Program, Mustazaflar Cemiyeti Gaziantep Şube Başkanı Ekrem Kaplan'ın selamlama konuşması ile devam etti.
Kaplan, "Her dönemde Müslümanların bariz bir şekilde sıkıntı ve zulümlere maruz kaldıklarına şahit oluyoruz. Çeçenistan, Afganistan, Mısır, Arakan, Myanmar, Suriye ile Filistin ve buradan, ismini sayamadığımız İslam coğrafyasındaki ülkeler. Buralarda Müslümanlara yaşatılan zulümlerin asıl sebebi, müstekbirlerin, Allah'ın dininin yeryüzüne hâkim olmasını istememeleridir. Çünkü bu coğrafyalara İslam hâkim olursa zulüm, sömürü ve katliamları sona erecektir. Bizde diyoruz ki; bütün Müslümanların gaflet uykusundan uyanarak, Allah'ın dinini yeryüzüne hâkim kılması için yoğun bir çaba sarfedip her zaman mazlum ve Mustazafların yanında olmaya ve bu dava uğruna şehadetle şereflenen şehitlerin yolunu sürdürmeye inşallah devam edeceğiz." dedi.

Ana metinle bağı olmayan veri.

use std::env;

use crate::pipeline_config::PipelineConfig;

/// Application-level constants
pub const APP_NAME: &str = "CATTO Novelty";
pub const APP_VERSION: &str = env!("CARGO_PKG_VERSION");

/// Tracing filter used when `RUST_LOG` is not set.
pub fn default_log_filter() -> &'static str {
    "catto_novelty=info,tower_http=info"
}

const DEFAULT_BIND: &str = "127.0.0.1:8787";
const DEFAULT_OLLAMA_URL: &str = "http://localhost:11434";
const DEFAULT_OLLAMA_MODEL: &str = "llama3.1:8b";
const DEFAULT_GEMINI_URL: &str = "https://generativelanguage.googleapis.com";
const DEFAULT_GEMINI_MODEL: &str = "gemini-flash-latest";
const DEFAULT_PUBMED_URL: &str = "https://eutils.ncbi.nlm.nih.gov/entrez/eutils";
const DEFAULT_PUBMED_TOOL: &str = "CaseReport-CATTO";
const DEFAULT_PUBMED_EMAIL: &str = "user@example.com";
const DEFAULT_MESH_URL: &str = "https://id.nlm.nih.gov/mesh";
const DEFAULT_HTTP_TIMEOUT_SECS: u64 = 120;

/// Which generative model backend answers the three analysis prompts.
#[derive(Debug, Clone, Copy, PartialEq, Eq)]
pub enum LlmProvider {
    Ollama,
    Gemini,
}

#[derive(Debug, Clone)]
pub struct LlmSettings {
    pub provider: LlmProvider,
    pub ollama_base_url: String,
    pub ollama_model: String,
    pub gemini_base_url: String,
    pub gemini_model: String,
    pub gemini_api_key: Option<String>,
}

/// E-utilities connection settings. `tool` and `email` identify the caller to NCBI.
#[derive(Debug, Clone)]
pub struct PubMedSettings {
    pub base_url: String,
    pub tool: String,
    pub email: String,
    pub api_key: Option<String>,
}

#[derive(Debug, Clone)]
pub struct AppConfig {
    pub bind_addr: String,
    pub http_timeout_secs: u64,
    pub llm: LlmSettings,
    pub pubmed: PubMedSettings,
    pub mesh_base_url: String,
    pub pipeline: PipelineConfig,
}

impl AppConfig {
    pub fn from_env() -> Self {
        Self::from_lookup(|key| env::var(key).ok())
    }

    /// Build the configuration from an arbitrary key lookup.
    ///
    /// Empty values are treated as unset.
    pub fn from_lookup<F>(lookup: F) -> Self
    where
        F: Fn(&str) -> Option<String>,
    {
        let get = |key: &str| lookup(key).map(|v| v.trim().to_string()).filter(|v| !v.is_empty());
        let or = |key: &str, default: &str| get(key).unwrap_or_else(|| default.to_string());

        let provider = match get("CATTO_LLM_BACKEND").as_deref() {
            Some(v) if v.eq_ignore_ascii_case("gemini") => LlmProvider::Gemini,
            Some(v) if !v.eq_ignore_ascii_case("ollama") => {
                tracing::warn!(value = v, "Unknown CATTO_LLM_BACKEND, using ollama");
                LlmProvider::Ollama
            }
            _ => LlmProvider::Ollama,
        };

        Self {
            bind_addr: or("CATTO_BIND", DEFAULT_BIND),
            http_timeout_secs: get("CATTO_HTTP_TIMEOUT_SECS")
                .and_then(|v| v.parse().ok())
                .unwrap_or(DEFAULT_HTTP_TIMEOUT_SECS),
            llm: LlmSettings {
                provider,
                ollama_base_url: or("OLLAMA_BASE_URL", DEFAULT_OLLAMA_URL),
                ollama_model: or("OLLAMA_MODEL", DEFAULT_OLLAMA_MODEL),
                gemini_base_url: or("GEMINI_BASE_URL", DEFAULT_GEMINI_URL),
                gemini_model: or("GEMINI_MODEL", DEFAULT_GEMINI_MODEL),
                gemini_api_key: get("GEMINI_API_KEY"),
            },
            pubmed: PubMedSettings {
                base_url: or("PUBMED_BASE_URL", DEFAULT_PUBMED_URL),
                tool: or("PUBMED_TOOL", DEFAULT_PUBMED_TOOL),
                email: or("PUBMED_EMAIL", DEFAULT_PUBMED_EMAIL),
                api_key: get("PUBMED_API_KEY"),
            },
            mesh_base_url: or("MESH_BASE_URL", DEFAULT_MESH_URL),
            pipeline: PipelineConfig::from_lookup(&get),
        }
    }
}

Kaplan'nın konuşmasının ardından program Suriye başta olmak üzere Irak, Filistin, Arakan, Myanmar ve diğer İslam coğrafyalarındaki Müslümanların yaşadıkları zulmün anlatıldığı ve çeyrek asırdır cezaevinde olan 28 Şubat ve FETÖ mağdurlarını konu alan sinevizyon gösterimi ile devam etti.
Selamlama konuşması ve sinevizyon gösteriminin ardından panele geçildi. Moderatörlüğünü HÜDA PAR Nizip İlçe Başkanı Mehmet Faik Doğan'ın yaptığı panelde Hukukçu-Yazar Emin Güneş, Eğitimci Mustafa Arı ve HÜDA PAR Şahinbey İlçe Başkanı Abdulkadir Üstündağ birer sunum yaptı.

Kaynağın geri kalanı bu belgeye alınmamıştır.